Tytus Czyżewski

Tytus Czyżewski (1880–1945) was a multifaceted artistic talent, creative in drama, poetry, and painting. His sometimes belligerent critical manifestos — included in this translation — helped establish the foundations of contemporary art in the early decades of the twentieth century. As a painter (he studied for a while under the tutelage of another great Polish polymath, the painter and poet Stanisław Wyspiański), he was associated with Expressionism and Formism (of which he was the main motor, in both painting and poetry). After his studies at the Academy of Fine Arts in Kraków, he spent some five years in Paris, where he came under the influence Picasso, the Cubists, and Cézanne in painting, and Guillaume Apollinaire in poetry. His poetry and plays, all of which are contained in this volume, are refreshingly disengaged, politically and patriotically, which marks him as fresh voice in the literary tradition of his homeland, and arguably makes his stunningly creative output more accessible to readers beyond Poland’s borders.
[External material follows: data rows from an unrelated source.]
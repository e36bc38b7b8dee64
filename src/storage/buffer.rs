//! Buffer pool: caches pages in a fixed set of frames, with pin counts
//! gating eviction and dirty write-back through the disk manager.
//!
//! All pool operations serialize on a single exclusive lock. Once a
//! caller holds a [`PageGuard`], access to that page's bytes is not
//! serialized by the pool; the pool only guarantees that the frame is
//! not reassigned while the pin count is positive.

pub mod lru;
pub mod replacer;

use crate::storage::disk::DiskManager;
use crate::storage::error::{StorageError, StorageResult};
use crate::storage::page::{DataPage, IndexPage, Page, PageId, PageType};
use log::{debug, error};
use parking_lot::Mutex;
use replacer::{FrameId, Replacer};
use std::collections::HashMap;
use std::ops::{Deref, DerefMut};
use std::sync::atomic::{AtomicBool, AtomicU32, Ordering};
use std::sync::Arc;

/// One buffer pool slot: a resident page plus pin count and dirty bit.
///
/// The pin count and dirty bit are atomic so they can be read without
/// the pool lock; all writes happen under it.
pub struct Frame {
    page: Option<Page>,
    page_id: PageId,
    pin_count: AtomicU32,
    dirty: AtomicBool,
}

impl Frame {
    fn new() -> Self {
        Self {
            page: None,
            page_id: PageId::INVALID,
            pin_count: AtomicU32::new(0),
            dirty: AtomicBool::new(false),
        }
    }

    /// Replace the resident page. Clears the pin count and dirty bit.
    pub fn reset(&mut self, page: Option<Page>) {
        self.page_id = page.as_ref().map_or(PageId::INVALID, |p| p.id());
        self.page = page;
        self.pin_count.store(0, Ordering::SeqCst);
        self.dirty.store(false, Ordering::SeqCst);
    }

    /// Increment the pin count and return the new value.
    pub fn pin(&self) -> u32 {
        self.pin_count.fetch_add(1, Ordering::SeqCst) + 1
    }

    /// Decrement the pin count toward zero and return the new value.
    /// Saturating: unpinning an unpinned frame stays at zero.
    pub fn unpin(&self) -> u32 {
        let mut current = self.pin_count.load(Ordering::SeqCst);
        loop {
            if current == 0 {
                return 0;
            }
            match self.pin_count.compare_exchange(
                current,
                current - 1,
                Ordering::SeqCst,
                Ordering::SeqCst,
            ) {
                Ok(_) => return current - 1,
                Err(actual) => current = actual,
            }
        }
    }

    pub fn pins(&self) -> u32 {
        self.pin_count.load(Ordering::SeqCst)
    }

    pub fn is_unpinned(&self) -> bool {
        self.pins() == 0
    }

    pub fn is_dirty(&self) -> bool {
        self.dirty.load(Ordering::SeqCst)
    }

    pub fn mark(&self) {
        self.dirty.store(true, Ordering::SeqCst);
    }

    pub fn unmark(&self) {
        self.dirty.store(false, Ordering::SeqCst);
    }

    /// ID of the resident page, or `PageId::INVALID` if empty.
    pub fn id(&self) -> PageId {
        self.page_id
    }

    pub fn page(&self) -> Option<&Page> {
        self.page.as_ref()
    }

    fn page_ptr(&mut self) -> *mut Page {
        self.page
            .as_mut()
            .map_or(std::ptr::null_mut(), |page| page as *mut Page)
    }
}

struct PoolState {
    frames: Vec<Frame>,
    page_table: HashMap<PageId, FrameId>,
    replacer: Box<dyn Replacer>,
    disk: DiskManager,
}

impl PoolState {
    /// Prefer an unoccupied frame; otherwise ask the replacement
    /// policy. The second element says whether the replacer chose the
    /// frame (and so was already removed from its candidates).
    fn find_victim(&self) -> Option<(FrameId, bool)> {
        for (frame_id, frame) in self.frames.iter().enumerate() {
            if frame.page().is_none() {
                return Some((frame_id, false));
            }
        }
        self.replacer.victim().map(|frame_id| (frame_id, true))
    }

    /// Write back and clear the frame's occupant, if any.
    fn evict_frame(&mut self, frame_id: FrameId) -> StorageResult<()> {
        if self.frames[frame_id].page().is_none() {
            return Ok(());
        }
        if !self.frames[frame_id].is_unpinned() {
            return Err(StorageError::PagePinned(self.frames[frame_id].id().0));
        }
        if self.frames[frame_id].is_dirty() {
            if let Some(page) = self.frames[frame_id].page() {
                self.disk.flush_page(page)?;
            }
        }

        let old_id = self.frames[frame_id].id();
        self.frames[frame_id].reset(None);
        self.page_table.remove(&old_id);
        Ok(())
    }

    /// Put a page into an empty frame, pinned once.
    fn install(&mut self, frame_id: FrameId, page: Page) -> *mut Page {
        let page_id = page.id();
        self.frames[frame_id].reset(Some(page));
        self.frames[frame_id].pin();
        self.page_table.insert(page_id, frame_id);
        self.replacer.pin(frame_id);
        self.frames[frame_id].page_ptr()
    }

    fn flush_frame(&mut self, frame_id: FrameId) -> StorageResult<()> {
        if self.frames[frame_id].is_dirty() {
            if let Some(page) = self.frames[frame_id].page() {
                self.disk.flush_page(page)?;
            }
            self.frames[frame_id].unmark();
        }
        Ok(())
    }
}

impl Drop for PoolState {
    fn drop(&mut self) {
        for frame in &self.frames {
            if frame.is_dirty() {
                if let Some(page) = frame.page() {
                    if let Err(e) = self.disk.flush_page(page) {
                        error!("failed to flush page {} on teardown: {}", frame.id(), e);
                    }
                }
            }
        }
    }
}

struct PoolInner {
    state: Mutex<PoolState>,
}

/// A fixed-capacity page cache in front of a [`DiskManager`].
#[derive(Clone)]
pub struct BufferPool {
    inner: Arc<PoolInner>,
}

impl BufferPool {
    pub fn new(disk: DiskManager, replacer: Box<dyn Replacer>, pool_size: usize) -> Self {
        let frames = (0..pool_size).map(|_| Frame::new()).collect();
        debug!("initialized buffer pool with {} frames", pool_size);
        Self {
            inner: Arc::new(PoolInner {
                state: Mutex::new(PoolState {
                    frames,
                    page_table: HashMap::with_capacity(pool_size),
                    replacer,
                    disk,
                }),
            }),
        }
    }

    /// Number of resident pages.
    pub fn size(&self) -> usize {
        self.inner.state.lock().page_table.len()
    }

    /// Pin a page, reading it from disk on a miss. A failed read or
    /// eviction leaves the pool unchanged.
    pub fn fetch_page(&self, page_id: PageId) -> StorageResult<PageGuard> {
        let mut state = self.inner.state.lock();

        let resident = state.page_table.get(&page_id).copied();
        if let Some(frame_id) = resident {
            state.frames[frame_id].pin();
            state.replacer.pin(frame_id);
            debug!("hit on page {} in frame {}", page_id, frame_id);
            let page = state.frames[frame_id].page_ptr();
            return Ok(self.guard(page_id, page));
        }

        let Some((frame_id, from_replacer)) = state.find_victim() else {
            error!("no frames available for page {}", page_id);
            return Err(StorageError::BufferPoolFull);
        };

        let page = match state.disk.fetch_page(page_id) {
            Ok(page) => page,
            Err(e) => {
                if from_replacer {
                    state.replacer.unpin(frame_id);
                }
                return Err(e);
            }
        };

        if let Err(e) = state.evict_frame(frame_id) {
            error!("failed to evict frame {} for page {}: {}", frame_id, page_id, e);
            if from_replacer {
                state.replacer.unpin(frame_id);
            }
            return Err(e);
        }

        let page = state.install(frame_id, page);
        debug!("loaded page {} into frame {}", page_id, frame_id);
        Ok(self.guard(page_id, page))
    }

    /// Allocate a fresh page of the given type, resident and pinned.
    /// New pages are dirty from birth so they reach disk on eviction or
    /// flush. `is_leaf` and `level` only apply to index pages.
    pub fn create_page(
        &self,
        page_type: PageType,
        is_leaf: bool,
        level: u16,
    ) -> StorageResult<PageGuard> {
        match page_type {
            PageType::Data | PageType::Index => {}
            other => return Err(StorageError::InvalidPageType(other as u8)),
        }

        let mut state = self.inner.state.lock();
        let page_id = state.disk.allocate_page();

        let Some((frame_id, from_replacer)) = state.find_victim() else {
            state.disk.deallocate_page(page_id);
            error!("no frames available for new page {}", page_id);
            return Err(StorageError::BufferPoolFull);
        };

        if let Err(e) = state.evict_frame(frame_id) {
            error!("failed to evict frame {} for new page {}: {}", frame_id, page_id, e);
            if from_replacer {
                state.replacer.unpin(frame_id);
            }
            state.disk.deallocate_page(page_id);
            return Err(e);
        }

        let page = if page_type == PageType::Index {
            Page::Index(IndexPage::new(page_id, is_leaf, level))
        } else {
            Page::Data(DataPage::new(page_id))
        };

        let page = state.install(frame_id, page);
        state.frames[frame_id].mark();
        debug!("created {:?} page {} in frame {}", page_type, page_id, frame_id);
        Ok(self.guard(page_id, page))
    }

    /// Drop one pin on a resident page, optionally marking it dirty.
    /// When the pin count reaches zero the frame becomes evictable.
    ///
    /// [`PageGuard`] calls this on drop; call it directly only for pins
    /// taken over with [`PageGuard::forget`].
    pub fn unpin_page(&self, page_id: PageId, dirty: bool) -> StorageResult<()> {
        Self::unpin_locked(&self.inner, page_id, dirty)
    }

    /// Write a resident page back to disk if dirty.
    pub fn flush_page(&self, page_id: PageId) -> StorageResult<()> {
        let mut state = self.inner.state.lock();
        let Some(&frame_id) = state.page_table.get(&page_id) else {
            return Err(StorageError::PageNotResident(page_id.0));
        };
        state.flush_frame(frame_id)
    }

    /// Write every dirty resident page back to disk, continuing past
    /// per-page failures.
    pub fn flush_all(&self) {
        let mut state = self.inner.state.lock();
        let frame_ids: Vec<FrameId> = state.page_table.values().copied().collect();
        for frame_id in frame_ids {
            if let Err(e) = state.flush_frame(frame_id) {
                error!("failed to flush page {}: {}", state.frames[frame_id].id(), e);
            }
        }
    }

    /// Drop a page from the pool and return its ID to the disk
    /// manager's free list. Refuses while the page is pinned.
    pub fn delete_page(&self, page_id: PageId) -> StorageResult<()> {
        let mut state = self.inner.state.lock();

        let resident = state.page_table.get(&page_id).copied();
        if let Some(frame_id) = resident {
            if !state.frames[frame_id].is_unpinned() {
                error!("cannot delete pinned page {}", page_id);
                return Err(StorageError::PagePinned(page_id.0));
            }
            // Take the frame out of circulation before touching the
            // page table, so the frame index is still at hand.
            state.frames[frame_id].reset(None);
            state.replacer.pin(frame_id);
            state.page_table.remove(&page_id);
        }

        if !state.disk.deallocate_page(page_id) {
            return Err(StorageError::InvalidPageId(page_id.0));
        }
        debug!("deleted page {}", page_id);
        Ok(())
    }

    /// Flush the disk manager's header and OS buffers.
    pub fn sync(&self) -> StorageResult<()> {
        self.inner.state.lock().disk.sync()
    }

    fn guard(&self, page_id: PageId, page: *mut Page) -> PageGuard {
        PageGuard {
            inner: self.inner.clone(),
            page_id,
            page,
            dirty: false,
            unpin_on_drop: true,
        }
    }

    fn unpin_locked(inner: &PoolInner, page_id: PageId, dirty: bool) -> StorageResult<()> {
        let state = inner.state.lock();
        let Some(&frame_id) = state.page_table.get(&page_id) else {
            error!("cannot unpin page {}: not resident", page_id);
            return Err(StorageError::PageNotResident(page_id.0));
        };

        let frame = &state.frames[frame_id];
        frame.unpin();
        if dirty {
            frame.mark();
        }
        if frame.is_unpinned() {
            state.replacer.unpin(frame_id);
        }
        Ok(())
    }
}

/// A pinned page. Dereferences to the page; dropping the guard unpins
/// it, marking the frame dirty if the guard was used mutably.
pub struct PageGuard {
    inner: Arc<PoolInner>,
    page_id: PageId,
    page: *mut Page,
    dirty: bool,
    unpin_on_drop: bool,
}

impl PageGuard {
    pub fn id(&self) -> PageId {
        self.page_id
    }

    /// Record a modification without dereferencing mutably.
    pub fn mark_dirty(&mut self) {
        self.dirty = true;
    }

    /// Release the guard without unpinning. The caller takes over the
    /// pin and must eventually call [`BufferPool::unpin_page`].
    pub fn forget(mut self) {
        self.unpin_on_drop = false;
    }
}

impl Deref for PageGuard {
    type Target = Page;

    fn deref(&self) -> &Page {
        // SAFETY: the frame holding this page is pinned for the guard's
        // lifetime, the frame vector never reallocates, and a pinned
        // frame is never reset, so the pointer stays valid.
        unsafe { &*self.page }
    }
}

impl DerefMut for PageGuard {
    fn deref_mut(&mut self) -> &mut Page {
        self.dirty = true;
        // SAFETY: as in `deref`. The pool hands out no other mutable
        // reference; concurrent pinners of the same page are the
        // caller's concurrency-control problem per the pool contract.
        unsafe { &mut *self.page }
    }
}

impl Drop for PageGuard {
    fn drop(&mut self) {
        if !self.unpin_on_drop {
            return;
        }
        if let Err(e) = BufferPool::unpin_locked(&self.inner, self.page_id, self.dirty) {
            error!("failed to unpin page {}: {}", self.page_id, e);
        }
    }
}

// SAFETY: the guarded page is only reachable through the pool, whose
// state is lock-protected; the guard itself adds no thread affinity.
unsafe impl Send for PageGuard {}
unsafe impl Sync for PageGuard {}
Chiefly concerned with form, he strove towards the “anarchisation” and autonomy of the word and the poetic phrase, admittedly following in the footsteps of Apollinaire and Marinetti, both of whom he held in high esteem. Both his literary works and his painting are imbued with a radical modernism, which yet acknowledges the folk traditions of southern Poland, where he was born and spent most of his life. In this respect, and others, Czyżewski had a significant impact on the future of Polish art, in particular, that of another giant of contemporary painting and theatre, Tadeusz Kantor.